**What you should do**
Return only the number of lines in the records below where the string "created" shows up.

(Saved data entries)
******

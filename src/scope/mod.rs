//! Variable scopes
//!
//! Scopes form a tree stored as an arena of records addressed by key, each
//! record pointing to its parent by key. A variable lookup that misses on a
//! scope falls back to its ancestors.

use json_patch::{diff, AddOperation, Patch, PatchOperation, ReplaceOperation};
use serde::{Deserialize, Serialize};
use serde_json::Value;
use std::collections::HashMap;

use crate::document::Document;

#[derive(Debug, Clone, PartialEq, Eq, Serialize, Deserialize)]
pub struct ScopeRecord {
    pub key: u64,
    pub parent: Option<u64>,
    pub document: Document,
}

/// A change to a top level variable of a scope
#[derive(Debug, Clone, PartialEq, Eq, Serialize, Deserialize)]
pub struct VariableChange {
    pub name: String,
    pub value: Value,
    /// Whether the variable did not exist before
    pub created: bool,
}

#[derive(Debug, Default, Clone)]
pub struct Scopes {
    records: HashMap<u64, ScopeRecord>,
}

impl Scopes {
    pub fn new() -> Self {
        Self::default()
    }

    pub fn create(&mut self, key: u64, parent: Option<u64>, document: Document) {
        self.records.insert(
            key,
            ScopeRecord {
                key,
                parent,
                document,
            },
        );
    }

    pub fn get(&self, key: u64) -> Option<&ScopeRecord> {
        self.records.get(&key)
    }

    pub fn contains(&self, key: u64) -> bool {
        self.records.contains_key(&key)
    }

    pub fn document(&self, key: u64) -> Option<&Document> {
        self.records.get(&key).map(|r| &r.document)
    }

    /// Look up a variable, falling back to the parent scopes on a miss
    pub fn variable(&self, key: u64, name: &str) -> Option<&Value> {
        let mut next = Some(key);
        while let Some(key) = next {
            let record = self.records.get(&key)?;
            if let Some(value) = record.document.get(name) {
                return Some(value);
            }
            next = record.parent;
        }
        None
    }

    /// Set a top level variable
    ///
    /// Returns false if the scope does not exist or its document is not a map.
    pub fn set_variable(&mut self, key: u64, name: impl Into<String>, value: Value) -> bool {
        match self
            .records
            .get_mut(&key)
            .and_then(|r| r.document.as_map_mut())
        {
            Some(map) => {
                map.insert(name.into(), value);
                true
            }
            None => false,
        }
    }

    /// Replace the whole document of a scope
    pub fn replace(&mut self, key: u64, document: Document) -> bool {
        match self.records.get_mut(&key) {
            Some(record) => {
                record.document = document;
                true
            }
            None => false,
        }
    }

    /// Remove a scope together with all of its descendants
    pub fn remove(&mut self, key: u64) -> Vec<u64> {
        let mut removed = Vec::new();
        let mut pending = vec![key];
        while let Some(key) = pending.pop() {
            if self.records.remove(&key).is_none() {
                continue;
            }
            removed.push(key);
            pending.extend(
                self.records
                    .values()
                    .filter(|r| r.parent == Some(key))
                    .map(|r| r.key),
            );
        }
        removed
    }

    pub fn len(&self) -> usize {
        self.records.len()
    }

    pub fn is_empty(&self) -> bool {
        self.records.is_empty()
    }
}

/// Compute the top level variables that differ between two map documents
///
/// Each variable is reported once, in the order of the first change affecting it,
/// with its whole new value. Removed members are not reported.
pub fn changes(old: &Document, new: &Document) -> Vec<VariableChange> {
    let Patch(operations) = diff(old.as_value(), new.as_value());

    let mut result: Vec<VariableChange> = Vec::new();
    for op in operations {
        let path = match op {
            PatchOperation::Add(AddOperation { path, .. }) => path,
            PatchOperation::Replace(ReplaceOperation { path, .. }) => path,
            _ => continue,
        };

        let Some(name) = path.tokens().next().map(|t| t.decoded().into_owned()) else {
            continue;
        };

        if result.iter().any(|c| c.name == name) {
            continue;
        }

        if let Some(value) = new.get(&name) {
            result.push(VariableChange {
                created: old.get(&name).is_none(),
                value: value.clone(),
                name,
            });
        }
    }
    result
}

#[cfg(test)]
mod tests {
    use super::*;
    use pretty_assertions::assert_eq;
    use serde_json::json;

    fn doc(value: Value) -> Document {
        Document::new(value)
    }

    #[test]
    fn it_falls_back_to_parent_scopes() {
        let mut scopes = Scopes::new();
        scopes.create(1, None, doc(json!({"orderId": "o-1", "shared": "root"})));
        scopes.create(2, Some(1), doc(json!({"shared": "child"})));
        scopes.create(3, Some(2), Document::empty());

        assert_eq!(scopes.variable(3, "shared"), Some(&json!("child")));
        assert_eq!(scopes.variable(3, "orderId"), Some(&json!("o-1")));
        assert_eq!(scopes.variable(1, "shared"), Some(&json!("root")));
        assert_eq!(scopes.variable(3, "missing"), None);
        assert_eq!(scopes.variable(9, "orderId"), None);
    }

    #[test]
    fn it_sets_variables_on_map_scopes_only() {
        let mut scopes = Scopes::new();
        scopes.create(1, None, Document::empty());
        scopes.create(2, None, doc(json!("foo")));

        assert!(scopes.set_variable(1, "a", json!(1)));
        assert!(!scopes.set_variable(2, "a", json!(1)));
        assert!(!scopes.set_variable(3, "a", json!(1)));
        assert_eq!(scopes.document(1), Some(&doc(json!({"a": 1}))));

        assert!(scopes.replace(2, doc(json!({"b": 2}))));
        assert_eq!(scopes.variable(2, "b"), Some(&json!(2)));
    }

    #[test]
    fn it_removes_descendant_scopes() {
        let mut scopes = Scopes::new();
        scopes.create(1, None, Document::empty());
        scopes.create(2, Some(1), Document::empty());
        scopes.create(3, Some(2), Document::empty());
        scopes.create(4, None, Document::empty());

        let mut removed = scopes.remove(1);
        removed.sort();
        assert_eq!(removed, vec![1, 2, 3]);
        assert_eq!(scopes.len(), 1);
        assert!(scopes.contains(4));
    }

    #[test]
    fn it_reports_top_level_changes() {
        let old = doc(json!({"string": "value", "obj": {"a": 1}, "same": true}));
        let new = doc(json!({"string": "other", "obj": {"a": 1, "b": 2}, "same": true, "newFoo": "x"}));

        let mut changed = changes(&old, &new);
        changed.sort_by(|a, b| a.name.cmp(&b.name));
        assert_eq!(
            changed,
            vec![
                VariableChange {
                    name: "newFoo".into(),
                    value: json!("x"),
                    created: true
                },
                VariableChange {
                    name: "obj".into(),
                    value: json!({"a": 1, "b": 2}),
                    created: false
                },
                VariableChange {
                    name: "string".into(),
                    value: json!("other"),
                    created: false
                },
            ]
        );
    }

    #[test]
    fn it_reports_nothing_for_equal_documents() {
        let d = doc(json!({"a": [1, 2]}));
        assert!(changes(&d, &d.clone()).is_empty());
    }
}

******

**Task solution**
5